HARARE – The Zimbabwe Electoral Commission has been sued over recently-gazetted fees to be paid by candidates intending to run for election.

Former presidential candidate Egypt Dzinemunhenzva and three others who filed an application at the High Court on Monday said the new fees are “grossly unreasonable, unlawful” and would deprive citizens of their legal right as captured in section 3(b) of the Electoral Act to “participate in government directly or through freely chosen representatives… without distinction on the ground of race, ethnicity, gender, language, political or religious belief, education, physical appearance or disability or economic or social condition, to stand for office and cast a vote freely.”

ZEC last month raised fees for presidential, parliamentary and council aspirants who wish to contest in next year’s general elections.

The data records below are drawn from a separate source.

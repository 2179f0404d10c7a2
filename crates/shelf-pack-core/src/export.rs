use crate::layout::{DataLayout, ItemMetadata, SpriteLayout};
use crate::packer::ShelfPack;
use serde_json::{json, Value};

/// Serialize the packer state as `{ width, height, bins, freebins, stats }`.
/// `bins` lists live bins in slot order; `stats` maps height -> live bin count.
pub fn to_json(packer: &ShelfPack) -> Value {
    let bins: Vec<Value> = packer.bins().map(bin_value).collect();
    let freebins: Vec<Value> = packer.freebins().map(bin_value).collect();
    let mut stats = serde_json::Map::new();
    for (h, count) in packer.stats() {
        stats.insert(h.to_string(), json!(count));
    }
    json!({
        "width": packer.width(),
        "height": packer.height(),
        "bins": bins,
        "freebins": freebins,
        "stats": stats,
    })
}

fn bin_value(b: &crate::model::Bin) -> Value {
    json!({
        "id": &b.id,
        "x": b.x,
        "y": b.y,
        "w": b.w,
        "h": b.h,
        "maxw": b.maxw,
        "maxh": b.maxh,
        "refcount": b.refcount,
    })
}

/// Sheet-style layout: `{ width, height, items: [{ id, x, y, width, height }] }`.
pub fn layout_to_json(layout: &SpriteLayout) -> Value {
    let items: Vec<Value> = layout
        .items
        .iter()
        .map(|it| json!({"id": it.id, "x": it.x, "y": it.y, "width": it.width, "height": it.height}))
        .collect();
    json!({
        "width": layout.width,
        "height": layout.height,
        "items": items,
    })
}

/// Id-keyed layout: `{ id: { width, height, x, y, pixelRatio, ...metadata } }`.
/// Metadata keys (`content`, `stretchX`, `stretchY`, `placeholder`) appear only when set.
pub fn data_layout_to_json(layout: &DataLayout) -> Value {
    let mut out = serde_json::Map::new();
    for (id, e) in layout {
        let mut entry = serde_json::Map::new();
        entry.insert("width".into(), json!(e.width));
        entry.insert("height".into(), json!(e.height));
        entry.insert("x".into(), json!(e.x));
        entry.insert("y".into(), json!(e.y));
        entry.insert("pixelRatio".into(), json!(e.pixel_ratio));
        insert_metadata(&mut entry, &e.metadata);
        out.insert(id.clone(), Value::Object(entry));
    }
    Value::Object(out)
}

fn insert_metadata(entry: &mut serde_json::Map<String, Value>, m: &ItemMetadata) {
    if let Some(content) = &m.content {
        entry.insert("content".into(), json!(content));
    }
    if let Some(stretch_x) = &m.stretch_x {
        entry.insert("stretchX".into(), json!(stretch_x));
    }
    if let Some(stretch_y) = &m.stretch_y {
        entry.insert("stretchY".into(), json!(stretch_y));
    }
    if let Some(placeholder) = &m.placeholder {
        entry.insert("placeholder".into(), json!(placeholder));
    }
}
use serde::Serialize;

/// A horizontal strip of the canvas with a fixed height.
///
/// Bins are appended left to right; the cursor `x` never moves back.
#[derive(Clone, Debug, PartialEq, Eq, Serialize)]
pub struct Shelf {
    pub(crate) x: u32,
    pub(crate) y: u32,
    pub(crate) w: u32,
    pub(crate) h: u32,
    pub(crate) free: u32,
}

impl Shelf {
    pub fn new(y: u32, w: u32, h: u32) -> Self {
        Self {
            x: 0,
            y,
            w,
            h,
            free: w,
        }
    }

    /// Reserves `w` pixels at the cursor. Returns the slot's `x` or `None` if
    /// the request is wider than the remaining space or taller than the shelf.
    pub fn alloc(&mut self, w: u32, h: u32) -> Option<u32> {
        if w > self.free || h > self.h {
            return None;
        }
        let x = self.x;
        self.x += w;
        self.free -= w;
        Some(x)
    }

    /// Follows a canvas width change. The caller guarantees `w >= self.x`.
    pub fn resize(&mut self, w: u32) {
        debug_assert!(w >= self.x, "shelf cannot shrink below its cursor");
        self.free = w - self.x;
        self.w = w;
    }

    pub fn x(&self) -> u32 {
        self.x
    }
    pub fn y(&self) -> u32 {
        self.y
    }
    pub fn width(&self) -> u32 {
        self.w
    }
    pub fn height(&self) -> u32 {
        self.h
    }
    pub fn free(&self) -> u32 {
        self.free
    }
}

#[cfg(test)]
mod tests {
    use super::*;

    #[test]
    fn alloc_advances_cursor() {
        let mut sh = Shelf::new(0, 64, 10);
        assert_eq!(sh.alloc(10, 10), Some(0));
        assert_eq!(sh.alloc(10, 8), Some(10));
        assert_eq!(sh.x(), 20);
        assert_eq!(sh.free(), 44);
    }

    #[test]
    fn alloc_rejects_too_wide_or_too_tall() {
        let mut sh = Shelf::new(0, 10, 10);
        assert_eq!(sh.alloc(10, 11), None);
        assert_eq!(sh.alloc(11, 10), None);
        assert_eq!(sh.alloc(10, 10), Some(0));
        assert_eq!(sh.alloc(1, 1), None);
        assert_eq!(sh.free(), 0);
    }

    #[test]
    fn resize_keeps_cursor() {
        let mut sh = Shelf::new(5, 10, 10);
        sh.alloc(10, 10);
        sh.resize(40);
        assert_eq!(sh.width(), 40);
        assert_eq!(sh.free(), 30);
        assert_eq!(sh.alloc(30, 10), Some(10));
        assert_eq!(sh.y(), 5);
        assert_eq!(sh.height(), 10);
    }
}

Contained in statutory instrument 144 of 2022, the fees are USD$20,000 to run for president, US$1,000 to stand as MP candidate and US$200 to file nomination papers for local authority elections.

Dzinemunhenzva, joined by Harare North MP Allan Markham and activists Tapiwanashe Chiriga and Vongai Zimudzi, previously wrote to ZEC giving it 72 hours to scrap the fees, but the ultimatum was ignored.

ZEC and justice minister Ziyambi Ziyambi are cited as respondents.

The quartet are asking the High Court to declare the statutory instrument unconstitutional as it infringes section 67 of the Zimbabwe constitution which provides that “every Zimbabwean citizen who is of or over eighteen years of age has the right… to stand for election for public office and, if elected, to hold such office” and section 68 which says “every person has a right to administrative conduct that is lawful, prompt, efficient, reasonable, proportionate, impartial and both substantively and procedurally fair.”

They also want Statutory Instrument 144 of 2022 be repealed.

The matter is yet to be heard.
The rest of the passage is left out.